▸ **BRIEF**: What lines in the entries hold the string "ConnectorState"? List them.

▸ **SUPPLIED MATERIAL**:
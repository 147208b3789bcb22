use chrono::{DateTime, Utc};
use serde::{Serialize, Deserialize};

use kns_types::defaults::IMPORTED_MESSAGE;

use crate::core::Status;

#[derive(Debug, Clone, Copy, Default, PartialEq, Eq, Serialize, Deserialize)]
#[serde(rename_all = "SCREAMING_SNAKE_CASE")]
pub enum ConnectorState {
    #[default]
    Unassigned,
    Running,
    Paused,
    Failed,
    Restarting,
    Stopped,
    #[serde(other)]
    Unknown,
}

#[derive(Debug, Clone, Default, PartialEq, Eq, Serialize, Deserialize)]
#[serde(rename_all = "camelCase")]
pub struct TaskStatus {
    pub id: i32,
    pub state: ConnectorState,
    #[serde(default)]
    pub worker_id: String,
    #[serde(default, skip_serializing_if = "Option::is_none")]
    pub trace: Option<String>,
}

#[derive(Debug, Clone, Default, PartialEq, Eq, Serialize, Deserialize)]
#[serde(rename_all = "camelCase")]
pub struct ConnectorStatus {
    pub state: ConnectorState,
    #[serde(default)]
    pub worker_id: String,
    #[serde(default)]
    pub tasks: Vec<TaskStatus>,
    /// last error reported while reconciling
    #[serde(default, skip_serializing_if = "String::is_empty")]
    pub message: String,
    #[serde(default, skip_serializing_if = "Option::is_none")]
    pub last_update: Option<DateTime<Utc>>,
}

impl Status for ConnectorStatus {}

impl ConnectorStatus {
    pub fn failed(message: impl Into<String>) -> Self {
        Self {
            state: ConnectorState::Failed,
            message: message.into(),
            last_update: Some(Utc::now()),
            ..Default::default()
        }
    }

    /// status of a connector fabricated from the connect runtime
    pub fn imported(observed: ConnectorStatus) -> Self {
        Self {
            message: IMPORTED_MESSAGE.to_owned(),
            last_update: Some(Utc::now()),
            ..observed
        }
    }

    pub fn same_outcome(&self, other: &Self) -> bool {
        self.state == other.state
            && self.worker_id == other.worker_id
            && self.tasks == other.tasks
            && self.message == other.message
    }
}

▸ **RESPONSE TO THE EXERCISE**:
pub enum ConnectorState {
    pub state: ConnectorState,
    pub state: ConnectorState,
            state: ConnectorState::Failed,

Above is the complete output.